# TASK REQUIREMENTS:
For each line of the data below that includes the string "Deserialize", count one, and answer with the sum only.

# MATERIAL PROVIDED:
//! Skinning weight compilation.
//!
//! Builds the utilized-bones table (bones that carry weights and resolve to a
//! scene node, in source order) and packs per-vertex influences into one of
//! two GPU layouts:
//!
//! - [`SkinningLayout::Fixed4`]: `bone_indices` + `bone_weights`, four slots
//!   per vertex. Chosen when the policy forces it or no vertex has more than
//!   four influences. Extra influences are dropped by magnitude and the rest
//!   renormalized.
//! - [`SkinningLayout::Variable`]: `bone_offsets` + `bone_counts` per vertex
//!   into `bone_index_pool` / `bone_weight_pool`.
//!
//! Stored bone indices are `ordinal + 1`; 0 means "no bone".

use std::collections::HashMap;
use std::collections::hash_map::Entry;

use rayon::prelude::*;
use serde::{Deserialize, Serialize};

use crate::buffer::{AttributeBuffer, bindings};
use crate::config::{IndexStorage, SkinningPolicy};
use crate::error::MeshError;
use crate::vertex::Vertex;

/// Identifier of a node in the external scene graph.
#[derive(Debug, Clone, Copy, PartialEq, Eq, Hash, PartialOrd, Ord, Serialize, Deserialize)]
pub struct NodeId(pub u32);

/// Looks up scene nodes by bone name.
pub trait SkeletonResolver {
    /// All nodes named `bone`. Empty if the bone is unknown.
    fn resolve(&self, bone: &str) -> Vec<NodeId>;
}

impl<F> SkeletonResolver for F
where
    F: Fn(&str) -> Vec<NodeId>,
{
    fn resolve(&self, bone: &str) -> Vec<NodeId> {
        self(bone)
    }
}

/// Resolver for meshes compiled without a skeleton. Resolves nothing.
#[derive(Debug, Clone, Copy, Default)]
pub struct NoSkeleton;

impl SkeletonResolver for NoSkeleton {
    fn resolve(&self, _bone: &str) -> Vec<NodeId> {
        Vec::new()
    }
}

/// Name → nodes map built from a scene hierarchy.
#[derive(Debug, Clone, Default)]
pub struct NodeCache {
    nodes: HashMap<String, Vec<NodeId>>,
}

impl NodeCache {
    /// Create an empty cache.
    pub fn new() -> Self {
        Self::default()
    }

    /// Register a node under `name`. Names may repeat.
    pub fn insert(&mut self, name: impl Into<String>, node: NodeId) {
        self.nodes.entry(name.into()).or_default().push(node);
    }

    /// Builder form of [`insert`](Self::insert).
    pub fn with_node(mut self, name: impl Into<String>, node: NodeId) -> Self {
        self.insert(name, node);
        self
    }

    /// Number of distinct names.
    pub fn len(&self) -> usize {
        self.nodes.len()
    }

    /// True if no node is registered.
    pub fn is_empty(&self) -> bool {
        self.nodes.is_empty()
    }
}

impl FromIterator<(String, NodeId)> for NodeCache {
    fn from_iter<I: IntoIterator<Item = (String, NodeId)>>(iter: I) -> Self {
        let mut cache = Self::new();
        for (name, node) in iter {
            cache.insert(name, node);
        }
        cache
    }
}

impl SkeletonResolver for NodeCache {
    fn resolve(&self, bone: &str) -> Vec<NodeId> {
        self.nodes.get(bone).cloned().unwrap_or_default()
    }
}

/// One row of the utilized-bones table. Its position is the GPU ordinal.
#[derive(Debug, Clone, PartialEq, Serialize, Deserialize)]
pub struct UtilizedBone {
    /// Bone name.
    pub name: String,
    /// Resolved scene node.
    pub node: NodeId,
    /// Inverse-bind matrix, column-major.
    pub inverse_bind: [f32; 16],
}

/// Skinning buffer layout.
#[derive(Debug, Clone, Copy, PartialEq, Eq, Serialize, Deserialize)]
pub enum SkinningLayout {
    /// Four index/weight slots per vertex.
    Fixed4,
    /// Per-vertex offset/count into shared pools.
    Variable,
}

/// Result of [`compile_skinning`].
#[derive(Debug, Clone, Default)]
pub struct CompiledSkinning {
    /// Utilized bones in ordinal order.
    pub bones: Vec<UtilizedBone>,
    /// Chosen layout; `None` when no buffers were emitted.
    pub layout: Option<SkinningLayout>,
    /// Emitted buffers.
    pub buffers: Vec<AttributeBuffer>,
}

/// (ordinal, weight) pairs of one vertex.
type Influences = Vec<(u32, f32)>;

/// Compile skinning data for `vertices`.
///
/// `bone_names[i]` names the bone referenced by `BoneWeight::bone == i`.
pub fn compile_skinning(
    vertices: &[Vertex],
    bone_names: &[String],
    resolver: &dyn SkeletonResolver,
    policy: SkinningPolicy,
    index_storage: IndexStorage,
) -> Result<CompiledSkinning, MeshError> {
    crate::profile_function!();

    if !policy.allow_skinning {
        return Ok(CompiledSkinning::default());
    }

    let (bones, ordinals) = utilized_bones(vertices, bone_names, resolver);
    if bones.is_empty() {
        log::debug!("No utilized bones; skinning buffers not emitted");
        return Ok(CompiledSkinning {
            bones,
            ..CompiledSkinning::default()
        });
    }

    let influences: Vec<Influences> = vertices
        .iter()
        .enumerate()
        .map(|(index, vertex)| merge_influences(index, vertex, &ordinals))
        .collect();

    let max_count = influences.iter().map(Vec::len).max().unwrap_or(0);
    let (unweighted, zero_weight) = weightless_counts(&influences);
    if unweighted > 0 {
        log::debug!("{unweighted} vertices have no bone weights");
    }
    if zero_weight > 0 {
        log::debug!("{zero_weight} vertices have only zero bone weights");
    }

    let (layout, buffers) = if policy.optimize_to_four || max_count <= 4 {
        (
            SkinningLayout::Fixed4,
            fixed_layout(influences, index_storage)?,
        )
    } else {
        (
            SkinningLayout::Variable,
            variable_layout(influences, index_storage)?,
        )
    };

    log::debug!(
        "Skinning: {} utilized bones, max {} influences, {:?} layout",
        bones.len(),
        max_count,
        layout
    );

    Ok(CompiledSkinning {
        bones,
        layout: Some(layout),
        buffers,
    })
}

/// Build the utilized-bones table and the bone index → ordinal map.
fn utilized_bones(
    vertices: &[Vertex],
    bone_names: &[String],
    resolver: &dyn SkeletonResolver,
) -> (Vec<UtilizedBone>, Vec<Option<u32>>) {
    let mut first_inverse_bind: Vec<Option<[f32; 16]>> = vec![None; bone_names.len()];
    for vertex in vertices {
        for weight in &vertex.bone_weights {
            match first_inverse_bind.get_mut(weight.bone as usize) {
                Some(slot) => {
                    slot.get_or_insert(weight.inverse_bind);
                }
                None => log::warn!(
                    "Bone weight references bone {} but the mesh has {} bones",
                    weight.bone,
                    bone_names.len()
                ),
            }
        }
    }

    let mut bones = Vec::new();
    let mut ordinals = vec![None; bone_names.len()];
    let mut by_name: HashMap<&str, u32> = HashMap::new();

    for (index, name) in bone_names.iter().enumerate() {
        let Some(inverse_bind) = first_inverse_bind[index] else {
            continue;
        };
        match by_name.entry(name.as_str()) {
            Entry::Occupied(entry) => ordinals[index] = Some(*entry.get()),
            Entry::Vacant(entry) => {
                let nodes = resolver.resolve(name);
                let Some(&node) = nodes.first() else {
                    log::warn!("Bone '{name}' not found in skeleton; its weights are ignored");
                    continue;
                };
                if nodes.len() > 1 {
                    log::warn!(
                        "Bone '{name}' matches {} nodes; using {:?}",
                        nodes.len(),
                        node
                    );
                }
                let ordinal = bones.len() as u32;
                entry.insert(ordinal);
                ordinals[index] = Some(ordinal);
                bones.push(UtilizedBone {
                    name: name.clone(),
                    node,
                    inverse_bind,
                });
            }
        }
    }

    (bones, ordinals)
}

/// Collapse a vertex's weights onto utilized ordinals, averaging duplicates.
fn merge_influences(index: usize, vertex: &Vertex, ordinals: &[Option<u32>]) -> Influences {
    // ordinal -> (sum, count, first weight, first inverse bind)
    let mut merged: Vec<(u32, f32, u32, f32, [f32; 16])> = Vec::new();
    let mut conflict = false;

    for weight in &vertex.bone_weights {
        let Some(ordinal) = ordinals.get(weight.bone as usize).copied().flatten() else {
            continue;
        };
        match merged.iter_mut().find(|entry| entry.0 == ordinal) {
            Some(entry) => {
                conflict |= entry.3.to_bits() != weight.weight.to_bits()
                    || entry.4 != weight.inverse_bind;
                entry.1 += weight.weight;
                entry.2 += 1;
            }
            None => merged.push((ordinal, weight.weight, 1, weight.weight, weight.inverse_bind)),
        }
    }

    if conflict {
        log::warn!("Vertex {index} has conflicting weights for the same bone; averaging");
    }

    merged
        .into_iter()
        .map(|(ordinal, sum, count, _, _)| (ordinal, sum / count as f32))
        .collect()
}

/// Scale weights to sum to one. Zero-sum input is left untouched.
/// Vertices with no influences, and vertices whose influences are all zero.
fn weightless_counts(influences: &[Influences]) -> (usize, usize) {
    influences.iter().fold((0, 0), |(empty, zero), inf| {
        if inf.is_empty() {
            (empty + 1, zero)
        } else if inf.iter().all(|(_, w)| *w == 0.0) {
            (empty, zero + 1)
        } else {
            (empty, zero)
        }
    })
}

fn normalize(influences: &mut [(u32, f32)]) {
    let sum: f32 = influences.iter().map(|(_, w)| w).sum();
    if sum != 0.0 {
        for (_, w) in influences.iter_mut() {
            *w /= sum;
        }
    }
}

fn fixed_layout(
    mut influences: Vec<Influences>,
    index_storage: IndexStorage,
) -> Result<Vec<AttributeBuffer>, MeshError> {
    let vertex_count = influences.len();
    let mut indices = vec![0u32; vertex_count * 4];
    let mut weights = vec![0.0f32; vertex_count * 4];

    let truncated = influences.iter().filter(|inf| inf.len() > 4).count();
    if truncated > 0 {
        log::debug!("{truncated} vertices have more than 4 influences; keeping the strongest 4");
    }

    indices
        .par_chunks_mut(4)
        .zip(weights.par_chunks_mut(4))
        .zip(influences.par_iter_mut())
        .for_each(|((index_slot, weight_slot), influence)| {
            influence.sort_by(|a, b| b.1.abs().total_cmp(&a.1.abs()));
            influence.truncate(4);
            normalize(influence);
            for (i, (ordinal, weight)) in influence.iter().enumerate() {
                index_slot[i] = ordinal + 1;
                weight_slot[i] = *weight;
            }
        });

    Ok(vec![
        AttributeBuffer::from_indices(
            bindings::BONE_INDICES,
            index_storage.component_type(),
            4,
            &indices,
        )?,
        AttributeBuffer::from_f32(bindings::BONE_WEIGHTS, 4, weights)?,
    ])
}

fn variable_layout(
    mut influences: Vec<Influences>,
    index_storage: IndexStorage,
) -> Result<Vec<AttributeBuffer>, MeshError> {
    let counts: Vec<u32> = influences.iter().map(|inf| inf.len() as u32).collect();
    let mut offsets = Vec::with_capacity(counts.len());
    let mut total = 0u32;
    for count in &counts {
        offsets.push(total);
        total += count;
    }

    let mut index_pool = vec![0u32; total as usize];
    let mut weight_pool = vec![0.0f32; total as usize];

    let mut index_ranges = Vec::with_capacity(counts.len());
    let mut weight_ranges = Vec::with_capacity(counts.len());
    let mut index_rest = index_pool.as_mut_slice();
    let mut weight_rest = weight_pool.as_mut_slice();
    for &count in &counts {
        let (head, tail) = std::mem::take(&mut index_rest).split_at_mut(count as usize);
        index_ranges.push(head);
        index_rest = tail;
        let (head, tail) = std::mem::take(&mut weight_rest).split_at_mut(count as usize);
        weight_ranges.push(head);
        weight_rest = tail;
    }

    index_ranges
        .into_par_iter()
        .zip(weight_ranges.into_par_iter())
        .zip(influences.par_iter_mut())
        .for_each(|((index_slot, weight_slot), influence)| {
            normalize(influence);
            for (i, (ordinal, weight)) in influence.iter().enumerate() {
                index_slot[i] = ordinal + 1;
                weight_slot[i] = *weight;
            }
        });

    let storage = index_storage.component_type();
    Ok(vec![
        AttributeBuffer::from_indices(bindings::BONE_OFFSETS, storage, 1, &offsets)?,
        AttributeBuffer::from_indices(bindings::BONE_COUNTS, storage, 1, &counts)?,
        AttributeBuffer::from_indices(bindings::BONE_INDEX_POOL, storage, 1, &index_pool)?,
        AttributeBuffer::from_f32(bindings::BONE_WEIGHT_POOL, 1, weight_pool)?,
    ])
}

# COMPLETED EXERCISE:
4